Matthew Kresal returns to service.
In 1987, Star Cops aired on British TV across nine weeks at the height of summer. It was a series that, while flawed, showed plenty of promise it was never quite able to fulfill, when the BBC decided against a second season. Star Cops was gone but not forgotten, finding new generations of fans thanks to VHS and later DVD releases. So it perhaps isn't surprising that Big Finish, which has had great success with Cult TV properties including Doctor Who, Blake's 7, and The Prisoner, would be the ones to resurrect this overlooked gem. Following their first set in June 2018 introducing the threat of terrorist group Mother Earth, their second set in November of that year continued the adventures of the titular organization.

Mother Earth 2 picks up with Dead and Buried, written by Guy Adams. Set a few months after the end of the first release (whose concluding episode Adams also wrote), the script settles listeners back into action. Indeed, it splits the characters between two different cases, unconnected from one another. Or are they? Like the opening story from the first Mother Earth box-set, Adams' script has a lot on its plate. Not only re-introducing characters from the TV series (in this case, Pal Kenzy, played by Linda Newton, who essentially had an extended cameo in the first set) but telling two different mystery plots and getting the story arc in motion as well. It's something that Adams handles deftly with worldbuilding, tension, and well-placed moments of humor.

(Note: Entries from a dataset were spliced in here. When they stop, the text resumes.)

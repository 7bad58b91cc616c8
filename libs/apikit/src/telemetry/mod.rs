//! Process-wide logging for apikit services

pub mod logging;

pub use logging::{
    LogFormat, LoggingConfig, init_logging, init_logging_from_env, logging_settings, max_field_len,
};
//! Sample API routes

use apikit::api::prelude::{
    ApiJson, ApiResult, AppError, HttpError, IntoResponse, created_json, ok_json,
};
use apikit::api::InvalidAccessTokenError;
use apikit_macros::api_model;
use axum::Router;
use axum::extract::{Path, Query};
use axum::http::{HeaderMap, header};
use axum::routing::{get, post};

#[api_model(request)]
pub struct CreateUser {
    pub name: String,
    pub email: String,
}

#[api_model(response)]
pub struct UserView {
    pub id: u64,
    pub name: String,
    pub email: String,
}

#[derive(serde::Deserialize)]
struct HelloParams {
    name: Option<String>,
}

pub fn router() -> Router {
    Router::new()
        .route("/hello", get(hello))
        .route("/users/{user_id}", get(get_user))
        .route("/users", post(create_user))
        .route("/secure", get(secure))
}

async fn hello(Query(params): Query<HelloParams>) -> impl IntoResponse {
    let name = params.name.unwrap_or_else(|| "World".to_owned());
    tracing::info!(%name, "hello endpoint called");
    ok_json(serde_json::json!({ "message": format!("Hello, {name}!") }))
}

async fn get_user(Path(user_id): Path<u64>) -> ApiResult<impl IntoResponse> {
    if user_id == 0 {
        return Err(AppError::new(HttpError::not_found("user 0 does not exist")));
    }
    Ok(ok_json(UserView {
        id: user_id,
        name: "John Doe".to_owned(),
        email: "john@example.com".to_owned(),
    }))
}

async fn create_user(ApiJson(request): ApiJson<CreateUser>) -> impl IntoResponse {
    tracing::info!(name = %request.name, "creating user");
    created_json(
        UserView {
            id: 1,
            name: request.name,
            email: request.email,
        },
        "/users",
        "1",
    )
}

async fn secure(headers: HeaderMap) -> ApiResult<impl IntoResponse> {
    let authorized = headers
        .get(header::AUTHORIZATION)
        .and_then(|v| v.to_str().ok())
        .is_some_and(|v| v.starts_with("Bearer "));
    if !authorized {
        return Err(AppError::new(InvalidAccessTokenError::new(
            "missing bearer token",
        )));
    }
    Ok(ok_json(serde_json::json!({ "status": "authorized" })))
}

Regular Big Finish contributor John Dorney crafts a compelling whodunit with his script for The Killing Jar. In a topical nod toward space tourism, the Star Cops head out to investigate a series of accidents and a reported fatality on board tourist space station the Charlie Chaplin, run by entrepreneur Martin Thane. Expecting to find an informant, they instead find themselves in an increasingly lethal death trap, one whose mastermind seems to know their every move before they make it. The Killing Jar is a prime example of what Big Finish has excelled at doing over the last twenty years: taking what would seem to be visual stories and finding engaging ways to produce them on audio. In fact, there's a visceral quality to the production, and Dorney's writing, that comes out of the choice of medium and one that allows the script to play around to a degree with audience expectations. Armed with a clever solution (which this reviewer won't spoil), the result is one of this set's highlights.

Roland Moore changes tracks with Moonshine. As the title may suggest, this episode deals with an apparent outbreak of illegal alcohol on the Moon. But when one person claims his innocence before dying in a mysterious suicide, and someone likewise cries foul of claims of drunkenness, the Star Cops start asking some serious questions. Like with Lockdown that occupied this same slot in the first set, Moonshine splits the action before a foreign location on Earth and up in space. In this case, Australia, allowing a chance for Moore and actress Linda Newton to explore some of what makes Kenzy tick as a character, including encountering her ex-fiance Police Superintendent. The script features plenty of character moments of Kenzy, something that Newton relishes in both in her scenes with Trevor Cooper's Devis and Timothy Hofmeier as Phil Bovey. The episode also introduces the visiting dignitary Godfrey Miller (a suitably oily William Gaminara), whose time on Moonbase and watching the Star Cops in action helps set the stage for the finale.

The finale in question being Andrew Smith's Hostage. A former police detective in real life, Smith, in his opening script in the first box-set, showed a knack for this series that's on display here as well. Hostage is nothing short of a thriller, one packed with incident, action, and surprises as the Star Cops future is put on the line by Miller as Mother Earth's attacks take on a deadlier quality. But when moon outpost worker Mary Ward (Sarah Sutton, best known to Big Finish listeners as Fifth Doctor companion Nyssa) begins making demands after taking a hostage, the stakes have never been higher or the future more uncertain. As the conclusion to both the box-set and the Mother Earth story arc, Smith's script has a lot riding on it, and it delivers in every way possible, from a moon rover chase to a pair of jaw-dropping plot twists. This reviewer doffs his cap to Smith on a superb piece of audio thriller writing, even more so with an SF twist.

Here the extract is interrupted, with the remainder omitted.